Stored records
-----
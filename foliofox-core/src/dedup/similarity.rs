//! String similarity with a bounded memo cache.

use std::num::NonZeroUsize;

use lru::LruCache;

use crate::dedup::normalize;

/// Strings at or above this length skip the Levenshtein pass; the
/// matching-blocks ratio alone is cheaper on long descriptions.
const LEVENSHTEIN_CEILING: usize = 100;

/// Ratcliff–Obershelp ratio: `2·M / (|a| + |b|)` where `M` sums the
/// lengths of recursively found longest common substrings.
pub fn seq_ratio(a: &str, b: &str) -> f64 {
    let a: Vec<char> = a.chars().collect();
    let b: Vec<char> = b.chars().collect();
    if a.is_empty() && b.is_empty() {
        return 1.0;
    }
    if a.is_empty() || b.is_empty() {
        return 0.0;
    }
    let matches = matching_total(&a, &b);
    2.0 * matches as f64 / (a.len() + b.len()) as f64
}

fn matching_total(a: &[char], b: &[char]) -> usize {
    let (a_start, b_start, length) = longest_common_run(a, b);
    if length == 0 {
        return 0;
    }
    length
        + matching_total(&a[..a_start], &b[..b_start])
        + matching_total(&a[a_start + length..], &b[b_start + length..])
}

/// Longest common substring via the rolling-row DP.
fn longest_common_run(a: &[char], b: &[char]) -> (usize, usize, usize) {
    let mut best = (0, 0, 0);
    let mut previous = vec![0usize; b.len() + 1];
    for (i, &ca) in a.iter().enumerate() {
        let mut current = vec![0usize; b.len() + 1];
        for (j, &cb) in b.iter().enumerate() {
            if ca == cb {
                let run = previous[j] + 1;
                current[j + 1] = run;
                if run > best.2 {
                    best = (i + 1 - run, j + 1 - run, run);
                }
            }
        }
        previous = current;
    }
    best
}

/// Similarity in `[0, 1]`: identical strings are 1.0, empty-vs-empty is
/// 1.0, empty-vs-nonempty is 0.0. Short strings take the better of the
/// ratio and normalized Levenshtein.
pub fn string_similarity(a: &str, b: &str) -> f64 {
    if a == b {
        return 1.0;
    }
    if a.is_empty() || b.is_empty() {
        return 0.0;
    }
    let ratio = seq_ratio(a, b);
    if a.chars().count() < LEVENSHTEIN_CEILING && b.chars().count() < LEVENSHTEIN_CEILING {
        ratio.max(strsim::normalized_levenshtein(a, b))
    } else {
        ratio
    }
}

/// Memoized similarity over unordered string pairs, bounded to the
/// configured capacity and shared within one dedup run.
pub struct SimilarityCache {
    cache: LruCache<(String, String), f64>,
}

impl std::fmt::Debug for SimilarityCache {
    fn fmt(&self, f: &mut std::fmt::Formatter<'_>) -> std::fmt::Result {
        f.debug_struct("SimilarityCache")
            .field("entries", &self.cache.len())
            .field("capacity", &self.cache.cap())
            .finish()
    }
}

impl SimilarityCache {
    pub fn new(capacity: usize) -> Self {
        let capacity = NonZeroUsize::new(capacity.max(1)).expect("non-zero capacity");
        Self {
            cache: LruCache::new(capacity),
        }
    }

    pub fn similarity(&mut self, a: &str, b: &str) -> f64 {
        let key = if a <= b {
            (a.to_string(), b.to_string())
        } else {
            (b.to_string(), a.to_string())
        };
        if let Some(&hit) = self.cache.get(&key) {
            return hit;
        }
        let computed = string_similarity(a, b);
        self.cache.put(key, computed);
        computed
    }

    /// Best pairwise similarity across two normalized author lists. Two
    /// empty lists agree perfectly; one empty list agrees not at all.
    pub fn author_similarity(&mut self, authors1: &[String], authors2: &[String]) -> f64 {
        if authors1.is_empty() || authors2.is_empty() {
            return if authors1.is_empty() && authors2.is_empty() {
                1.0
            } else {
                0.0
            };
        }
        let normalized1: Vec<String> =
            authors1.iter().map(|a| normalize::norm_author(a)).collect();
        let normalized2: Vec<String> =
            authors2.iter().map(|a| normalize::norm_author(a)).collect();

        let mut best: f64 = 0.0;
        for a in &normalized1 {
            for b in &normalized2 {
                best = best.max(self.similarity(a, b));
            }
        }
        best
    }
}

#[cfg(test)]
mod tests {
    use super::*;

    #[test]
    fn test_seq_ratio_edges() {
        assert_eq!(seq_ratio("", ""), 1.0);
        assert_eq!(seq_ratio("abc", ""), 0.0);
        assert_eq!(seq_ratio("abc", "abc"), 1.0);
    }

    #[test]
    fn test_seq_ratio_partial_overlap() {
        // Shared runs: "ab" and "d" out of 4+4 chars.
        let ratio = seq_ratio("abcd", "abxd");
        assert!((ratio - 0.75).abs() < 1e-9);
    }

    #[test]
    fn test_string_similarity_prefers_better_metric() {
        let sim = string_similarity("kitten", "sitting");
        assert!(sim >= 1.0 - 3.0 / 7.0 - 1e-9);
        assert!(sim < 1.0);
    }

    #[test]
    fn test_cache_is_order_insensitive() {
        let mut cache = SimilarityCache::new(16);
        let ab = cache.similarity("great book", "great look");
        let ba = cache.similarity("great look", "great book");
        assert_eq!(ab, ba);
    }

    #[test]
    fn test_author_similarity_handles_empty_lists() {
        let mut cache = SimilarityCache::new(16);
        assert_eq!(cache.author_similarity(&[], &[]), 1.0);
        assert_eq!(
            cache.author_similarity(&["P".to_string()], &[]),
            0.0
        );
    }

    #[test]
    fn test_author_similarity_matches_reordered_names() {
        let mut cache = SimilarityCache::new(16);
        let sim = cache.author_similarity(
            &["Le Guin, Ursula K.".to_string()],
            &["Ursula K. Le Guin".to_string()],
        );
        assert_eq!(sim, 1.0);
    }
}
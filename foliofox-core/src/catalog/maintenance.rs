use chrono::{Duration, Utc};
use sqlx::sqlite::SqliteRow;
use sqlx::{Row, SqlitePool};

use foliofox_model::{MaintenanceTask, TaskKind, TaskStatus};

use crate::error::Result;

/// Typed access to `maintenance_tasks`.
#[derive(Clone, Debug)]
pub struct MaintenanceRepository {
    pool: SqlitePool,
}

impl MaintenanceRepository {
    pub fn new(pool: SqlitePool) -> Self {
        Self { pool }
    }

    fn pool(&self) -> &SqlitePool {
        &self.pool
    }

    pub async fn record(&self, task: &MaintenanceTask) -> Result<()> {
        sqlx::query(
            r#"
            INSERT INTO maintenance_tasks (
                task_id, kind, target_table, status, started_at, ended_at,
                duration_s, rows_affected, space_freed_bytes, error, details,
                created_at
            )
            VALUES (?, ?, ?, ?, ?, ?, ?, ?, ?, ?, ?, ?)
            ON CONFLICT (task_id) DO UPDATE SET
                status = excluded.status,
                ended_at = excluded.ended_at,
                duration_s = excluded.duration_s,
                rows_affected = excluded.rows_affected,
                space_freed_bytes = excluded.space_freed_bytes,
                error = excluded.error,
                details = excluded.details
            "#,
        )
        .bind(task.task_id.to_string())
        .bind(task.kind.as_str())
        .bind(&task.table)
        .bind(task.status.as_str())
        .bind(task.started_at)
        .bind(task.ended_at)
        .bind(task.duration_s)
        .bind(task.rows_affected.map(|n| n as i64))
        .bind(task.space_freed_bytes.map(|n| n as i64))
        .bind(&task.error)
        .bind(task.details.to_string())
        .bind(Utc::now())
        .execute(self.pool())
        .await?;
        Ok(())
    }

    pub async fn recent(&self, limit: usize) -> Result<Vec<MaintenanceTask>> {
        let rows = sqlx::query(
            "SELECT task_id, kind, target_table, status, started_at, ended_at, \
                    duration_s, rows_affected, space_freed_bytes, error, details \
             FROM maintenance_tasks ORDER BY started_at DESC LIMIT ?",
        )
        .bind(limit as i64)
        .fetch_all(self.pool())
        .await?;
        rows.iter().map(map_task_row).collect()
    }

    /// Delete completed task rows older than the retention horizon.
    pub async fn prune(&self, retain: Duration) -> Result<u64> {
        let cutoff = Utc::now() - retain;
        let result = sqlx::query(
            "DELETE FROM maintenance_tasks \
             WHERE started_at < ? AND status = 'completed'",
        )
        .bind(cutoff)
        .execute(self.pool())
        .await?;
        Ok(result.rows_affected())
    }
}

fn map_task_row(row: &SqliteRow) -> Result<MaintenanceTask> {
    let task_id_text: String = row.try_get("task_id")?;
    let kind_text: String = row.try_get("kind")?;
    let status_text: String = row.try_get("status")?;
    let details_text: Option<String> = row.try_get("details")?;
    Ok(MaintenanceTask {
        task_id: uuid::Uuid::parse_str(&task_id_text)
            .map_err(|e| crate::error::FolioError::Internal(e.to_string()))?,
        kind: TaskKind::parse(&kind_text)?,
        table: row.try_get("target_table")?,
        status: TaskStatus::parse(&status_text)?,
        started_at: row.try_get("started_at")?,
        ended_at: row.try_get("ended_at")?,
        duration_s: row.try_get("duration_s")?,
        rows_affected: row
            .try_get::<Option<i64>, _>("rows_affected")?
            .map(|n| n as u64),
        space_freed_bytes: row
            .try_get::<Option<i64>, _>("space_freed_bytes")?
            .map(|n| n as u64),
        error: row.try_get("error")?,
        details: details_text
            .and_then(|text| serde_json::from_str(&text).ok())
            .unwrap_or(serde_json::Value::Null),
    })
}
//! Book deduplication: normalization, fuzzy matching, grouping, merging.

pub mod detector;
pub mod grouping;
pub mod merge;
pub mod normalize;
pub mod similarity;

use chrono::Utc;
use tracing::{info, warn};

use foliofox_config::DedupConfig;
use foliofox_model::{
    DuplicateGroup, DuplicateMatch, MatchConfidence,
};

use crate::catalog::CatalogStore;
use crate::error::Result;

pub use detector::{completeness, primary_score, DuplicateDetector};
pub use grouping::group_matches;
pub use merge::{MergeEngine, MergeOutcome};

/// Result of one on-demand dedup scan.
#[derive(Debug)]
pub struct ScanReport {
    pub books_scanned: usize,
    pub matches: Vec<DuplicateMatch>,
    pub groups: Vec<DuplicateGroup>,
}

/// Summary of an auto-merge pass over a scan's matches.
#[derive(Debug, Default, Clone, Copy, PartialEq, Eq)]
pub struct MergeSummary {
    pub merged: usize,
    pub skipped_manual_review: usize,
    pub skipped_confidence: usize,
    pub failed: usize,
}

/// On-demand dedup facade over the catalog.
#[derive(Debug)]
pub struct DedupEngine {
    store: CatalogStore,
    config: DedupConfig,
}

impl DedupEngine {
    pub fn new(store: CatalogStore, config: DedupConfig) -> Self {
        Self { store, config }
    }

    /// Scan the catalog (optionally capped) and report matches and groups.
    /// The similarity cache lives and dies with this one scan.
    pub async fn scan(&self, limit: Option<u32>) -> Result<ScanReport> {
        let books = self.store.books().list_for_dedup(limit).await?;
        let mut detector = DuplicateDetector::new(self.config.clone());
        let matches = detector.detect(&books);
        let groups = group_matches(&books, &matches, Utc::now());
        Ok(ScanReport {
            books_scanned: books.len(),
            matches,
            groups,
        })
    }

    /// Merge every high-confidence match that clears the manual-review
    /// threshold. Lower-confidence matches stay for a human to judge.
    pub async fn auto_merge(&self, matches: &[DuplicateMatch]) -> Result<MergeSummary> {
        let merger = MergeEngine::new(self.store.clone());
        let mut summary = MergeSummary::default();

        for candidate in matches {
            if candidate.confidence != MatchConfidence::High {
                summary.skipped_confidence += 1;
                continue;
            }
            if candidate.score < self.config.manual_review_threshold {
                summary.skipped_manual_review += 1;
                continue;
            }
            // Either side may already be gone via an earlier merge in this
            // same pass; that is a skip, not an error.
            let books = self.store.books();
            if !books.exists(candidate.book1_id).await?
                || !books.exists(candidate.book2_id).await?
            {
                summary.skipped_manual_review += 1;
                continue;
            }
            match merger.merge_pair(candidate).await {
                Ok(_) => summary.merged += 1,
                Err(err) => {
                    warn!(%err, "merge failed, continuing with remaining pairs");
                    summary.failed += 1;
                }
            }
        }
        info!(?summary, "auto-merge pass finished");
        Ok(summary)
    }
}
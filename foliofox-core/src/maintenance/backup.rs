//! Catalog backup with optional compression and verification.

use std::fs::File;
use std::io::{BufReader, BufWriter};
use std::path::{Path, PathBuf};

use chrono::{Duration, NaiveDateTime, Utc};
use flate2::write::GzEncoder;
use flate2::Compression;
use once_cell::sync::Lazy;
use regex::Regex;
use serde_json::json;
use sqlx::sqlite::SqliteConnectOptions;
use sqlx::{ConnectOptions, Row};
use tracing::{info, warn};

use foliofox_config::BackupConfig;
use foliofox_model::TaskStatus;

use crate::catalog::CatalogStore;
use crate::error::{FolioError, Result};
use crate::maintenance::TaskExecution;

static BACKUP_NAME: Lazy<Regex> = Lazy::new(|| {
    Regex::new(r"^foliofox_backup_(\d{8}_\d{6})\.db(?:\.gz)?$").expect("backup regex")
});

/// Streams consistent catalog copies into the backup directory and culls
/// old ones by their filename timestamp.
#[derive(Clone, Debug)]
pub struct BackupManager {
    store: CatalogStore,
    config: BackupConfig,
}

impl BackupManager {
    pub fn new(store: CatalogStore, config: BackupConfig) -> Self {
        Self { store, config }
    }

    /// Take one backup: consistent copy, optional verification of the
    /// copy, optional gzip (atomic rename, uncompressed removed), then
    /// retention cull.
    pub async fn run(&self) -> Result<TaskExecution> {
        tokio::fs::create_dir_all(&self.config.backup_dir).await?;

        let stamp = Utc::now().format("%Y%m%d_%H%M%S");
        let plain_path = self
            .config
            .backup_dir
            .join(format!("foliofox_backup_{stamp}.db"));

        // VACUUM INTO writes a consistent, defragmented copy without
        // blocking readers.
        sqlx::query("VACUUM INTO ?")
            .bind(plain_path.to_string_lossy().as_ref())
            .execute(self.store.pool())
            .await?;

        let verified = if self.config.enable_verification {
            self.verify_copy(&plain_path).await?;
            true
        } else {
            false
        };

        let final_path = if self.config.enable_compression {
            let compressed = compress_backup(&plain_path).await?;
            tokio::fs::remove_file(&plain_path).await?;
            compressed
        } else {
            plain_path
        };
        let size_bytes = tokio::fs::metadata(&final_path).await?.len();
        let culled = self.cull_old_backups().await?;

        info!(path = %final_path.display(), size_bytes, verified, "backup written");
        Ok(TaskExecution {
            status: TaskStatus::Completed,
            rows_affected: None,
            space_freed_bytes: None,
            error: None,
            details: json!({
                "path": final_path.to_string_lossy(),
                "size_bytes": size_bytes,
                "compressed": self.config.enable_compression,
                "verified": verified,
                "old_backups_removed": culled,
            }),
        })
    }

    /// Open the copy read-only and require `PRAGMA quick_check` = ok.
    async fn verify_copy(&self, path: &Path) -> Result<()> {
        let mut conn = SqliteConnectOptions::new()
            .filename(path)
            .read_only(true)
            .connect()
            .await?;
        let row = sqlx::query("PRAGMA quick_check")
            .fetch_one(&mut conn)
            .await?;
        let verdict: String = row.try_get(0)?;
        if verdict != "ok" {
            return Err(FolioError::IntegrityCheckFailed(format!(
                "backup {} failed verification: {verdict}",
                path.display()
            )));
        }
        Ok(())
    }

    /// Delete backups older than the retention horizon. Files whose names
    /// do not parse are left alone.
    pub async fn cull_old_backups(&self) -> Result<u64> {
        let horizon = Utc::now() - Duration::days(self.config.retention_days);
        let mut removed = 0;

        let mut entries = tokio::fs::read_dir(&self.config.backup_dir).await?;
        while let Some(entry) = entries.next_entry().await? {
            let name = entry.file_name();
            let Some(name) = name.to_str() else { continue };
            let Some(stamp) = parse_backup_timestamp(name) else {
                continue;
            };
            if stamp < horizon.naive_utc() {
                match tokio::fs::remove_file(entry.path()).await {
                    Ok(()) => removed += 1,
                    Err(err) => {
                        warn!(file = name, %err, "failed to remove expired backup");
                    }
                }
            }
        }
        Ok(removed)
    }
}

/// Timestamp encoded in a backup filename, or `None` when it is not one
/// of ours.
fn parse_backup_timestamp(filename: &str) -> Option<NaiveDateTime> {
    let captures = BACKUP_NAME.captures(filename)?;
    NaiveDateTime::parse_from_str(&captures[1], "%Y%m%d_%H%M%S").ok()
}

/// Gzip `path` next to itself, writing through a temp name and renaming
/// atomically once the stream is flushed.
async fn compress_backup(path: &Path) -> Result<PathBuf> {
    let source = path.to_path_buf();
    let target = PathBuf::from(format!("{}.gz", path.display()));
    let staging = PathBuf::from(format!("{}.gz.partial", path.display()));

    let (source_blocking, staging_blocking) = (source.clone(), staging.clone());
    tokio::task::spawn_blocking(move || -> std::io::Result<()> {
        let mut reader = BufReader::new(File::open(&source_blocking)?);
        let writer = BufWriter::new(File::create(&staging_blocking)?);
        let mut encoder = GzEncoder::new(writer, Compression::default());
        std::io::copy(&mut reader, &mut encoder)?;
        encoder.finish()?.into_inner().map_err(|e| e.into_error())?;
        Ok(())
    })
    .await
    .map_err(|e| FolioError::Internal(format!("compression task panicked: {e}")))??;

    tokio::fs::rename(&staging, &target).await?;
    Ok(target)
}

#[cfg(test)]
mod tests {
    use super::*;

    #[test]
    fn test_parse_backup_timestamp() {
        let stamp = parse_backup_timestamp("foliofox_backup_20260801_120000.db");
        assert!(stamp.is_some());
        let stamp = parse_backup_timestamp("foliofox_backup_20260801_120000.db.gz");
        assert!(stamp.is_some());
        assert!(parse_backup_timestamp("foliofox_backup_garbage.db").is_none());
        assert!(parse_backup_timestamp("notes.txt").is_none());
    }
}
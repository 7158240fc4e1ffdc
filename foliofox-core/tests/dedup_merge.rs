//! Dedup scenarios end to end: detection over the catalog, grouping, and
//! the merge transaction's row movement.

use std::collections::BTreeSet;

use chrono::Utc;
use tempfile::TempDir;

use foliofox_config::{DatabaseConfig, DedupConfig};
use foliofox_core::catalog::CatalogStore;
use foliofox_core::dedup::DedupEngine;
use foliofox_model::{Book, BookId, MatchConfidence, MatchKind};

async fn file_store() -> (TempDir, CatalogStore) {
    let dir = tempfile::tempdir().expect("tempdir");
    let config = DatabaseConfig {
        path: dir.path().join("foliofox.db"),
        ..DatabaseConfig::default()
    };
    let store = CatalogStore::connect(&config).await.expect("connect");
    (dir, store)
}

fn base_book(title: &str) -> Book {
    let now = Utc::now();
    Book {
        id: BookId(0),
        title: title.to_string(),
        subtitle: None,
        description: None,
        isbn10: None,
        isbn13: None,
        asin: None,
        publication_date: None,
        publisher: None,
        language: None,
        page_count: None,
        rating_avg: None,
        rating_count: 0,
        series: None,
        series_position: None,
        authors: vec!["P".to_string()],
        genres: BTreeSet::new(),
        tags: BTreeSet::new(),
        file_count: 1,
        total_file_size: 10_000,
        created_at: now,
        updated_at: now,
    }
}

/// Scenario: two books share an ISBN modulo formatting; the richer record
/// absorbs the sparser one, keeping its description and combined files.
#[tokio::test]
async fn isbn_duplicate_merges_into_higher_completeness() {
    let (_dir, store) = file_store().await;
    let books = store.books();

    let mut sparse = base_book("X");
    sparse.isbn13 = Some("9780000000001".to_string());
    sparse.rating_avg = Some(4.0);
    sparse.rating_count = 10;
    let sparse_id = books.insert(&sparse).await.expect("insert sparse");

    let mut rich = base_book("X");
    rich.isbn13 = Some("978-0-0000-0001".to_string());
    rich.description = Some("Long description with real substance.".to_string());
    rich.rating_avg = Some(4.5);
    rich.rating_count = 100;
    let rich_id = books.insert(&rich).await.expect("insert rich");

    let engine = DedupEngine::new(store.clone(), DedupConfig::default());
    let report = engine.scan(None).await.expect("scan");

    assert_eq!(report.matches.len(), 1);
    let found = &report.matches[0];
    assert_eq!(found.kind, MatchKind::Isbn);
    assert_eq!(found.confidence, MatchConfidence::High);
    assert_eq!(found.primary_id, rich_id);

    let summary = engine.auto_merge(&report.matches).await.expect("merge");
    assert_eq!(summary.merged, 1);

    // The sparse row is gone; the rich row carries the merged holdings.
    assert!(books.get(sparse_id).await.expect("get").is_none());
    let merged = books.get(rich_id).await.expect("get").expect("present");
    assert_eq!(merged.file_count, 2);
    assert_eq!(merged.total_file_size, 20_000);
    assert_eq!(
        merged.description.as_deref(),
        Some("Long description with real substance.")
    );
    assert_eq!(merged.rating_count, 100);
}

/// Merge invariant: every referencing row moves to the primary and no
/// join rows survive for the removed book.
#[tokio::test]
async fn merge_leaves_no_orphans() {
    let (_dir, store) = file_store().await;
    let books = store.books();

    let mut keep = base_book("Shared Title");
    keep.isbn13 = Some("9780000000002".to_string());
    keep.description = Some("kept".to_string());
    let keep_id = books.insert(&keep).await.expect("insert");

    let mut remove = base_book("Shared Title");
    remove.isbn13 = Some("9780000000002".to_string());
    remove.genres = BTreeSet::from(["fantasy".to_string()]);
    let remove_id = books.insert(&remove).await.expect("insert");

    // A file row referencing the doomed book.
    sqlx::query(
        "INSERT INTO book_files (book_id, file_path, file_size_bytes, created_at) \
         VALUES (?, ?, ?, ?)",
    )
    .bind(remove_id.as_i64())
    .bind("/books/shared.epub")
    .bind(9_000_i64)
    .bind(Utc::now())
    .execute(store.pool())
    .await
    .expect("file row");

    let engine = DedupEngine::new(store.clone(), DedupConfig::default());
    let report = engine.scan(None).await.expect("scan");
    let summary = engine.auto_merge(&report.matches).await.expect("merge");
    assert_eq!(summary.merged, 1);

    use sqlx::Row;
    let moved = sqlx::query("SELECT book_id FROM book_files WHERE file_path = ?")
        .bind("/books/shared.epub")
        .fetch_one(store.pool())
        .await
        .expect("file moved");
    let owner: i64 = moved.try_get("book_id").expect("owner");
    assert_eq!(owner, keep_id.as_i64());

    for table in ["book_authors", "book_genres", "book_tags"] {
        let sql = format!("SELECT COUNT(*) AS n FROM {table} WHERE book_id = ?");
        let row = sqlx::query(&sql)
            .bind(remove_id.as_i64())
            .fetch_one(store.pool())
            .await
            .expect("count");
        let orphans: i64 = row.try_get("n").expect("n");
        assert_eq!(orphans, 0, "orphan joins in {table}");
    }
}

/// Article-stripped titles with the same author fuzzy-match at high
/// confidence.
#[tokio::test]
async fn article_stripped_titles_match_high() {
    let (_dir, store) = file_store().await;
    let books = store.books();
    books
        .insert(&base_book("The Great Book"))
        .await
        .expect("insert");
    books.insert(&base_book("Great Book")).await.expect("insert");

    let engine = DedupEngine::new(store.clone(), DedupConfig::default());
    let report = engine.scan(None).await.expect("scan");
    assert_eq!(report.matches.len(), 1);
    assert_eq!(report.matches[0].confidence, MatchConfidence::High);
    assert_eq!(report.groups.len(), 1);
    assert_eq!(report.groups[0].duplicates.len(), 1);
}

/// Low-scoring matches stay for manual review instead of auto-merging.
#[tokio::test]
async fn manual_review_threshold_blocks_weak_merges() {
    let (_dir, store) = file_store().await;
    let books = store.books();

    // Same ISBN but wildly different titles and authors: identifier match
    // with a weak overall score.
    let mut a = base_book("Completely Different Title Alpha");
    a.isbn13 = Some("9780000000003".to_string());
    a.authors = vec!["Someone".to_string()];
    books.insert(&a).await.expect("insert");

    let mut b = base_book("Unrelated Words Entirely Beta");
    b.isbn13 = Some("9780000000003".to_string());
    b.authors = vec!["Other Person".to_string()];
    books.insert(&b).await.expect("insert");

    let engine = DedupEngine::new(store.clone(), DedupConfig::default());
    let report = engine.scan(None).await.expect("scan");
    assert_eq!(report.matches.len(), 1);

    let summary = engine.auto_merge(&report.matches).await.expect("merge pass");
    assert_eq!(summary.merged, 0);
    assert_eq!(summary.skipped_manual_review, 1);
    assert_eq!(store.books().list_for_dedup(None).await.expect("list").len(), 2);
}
-----
_WORK ITEM_
Here the output must be the lines above from the line with "file_size_bytes, created_at) \" to the line with "for table in", both included, duplicated word for word and nothing else.

_RESPONSE TO THE EXERCISE_
        "INSERT INTO book_files (book_id, file_path, file_size_bytes, created_at) \
         VALUES (?, ?, ?, ?)",
    )
    .bind(remove_id.as_i64())
    .bind("/books/shared.epub")
    .bind(9_000_i64)
    .bind(Utc::now())
    .execute(store.pool())
    .await
    .expect("file row");

    let engine = DedupEngine::new(store.clone(), DedupConfig::default());
    let report = engine.scan(None).await.expect("scan");
    let summary = engine.auto_merge(&report.matches).await.expect("merge");
    assert_eq!(summary.merged, 1);

    use sqlx::Row;
    let moved = sqlx::query("SELECT book_id FROM book_files WHERE file_path = ?")
        .bind("/books/shared.epub")
        .fetch_one(store.pool())
        .await
        .expect("file moved");
    let owner: i64 = moved.try_get("book_id").expect("owner");
    assert_eq!(owner, keep_id.as_i64());

    for table in ["book_authors", "book_genres", "book_tags"] {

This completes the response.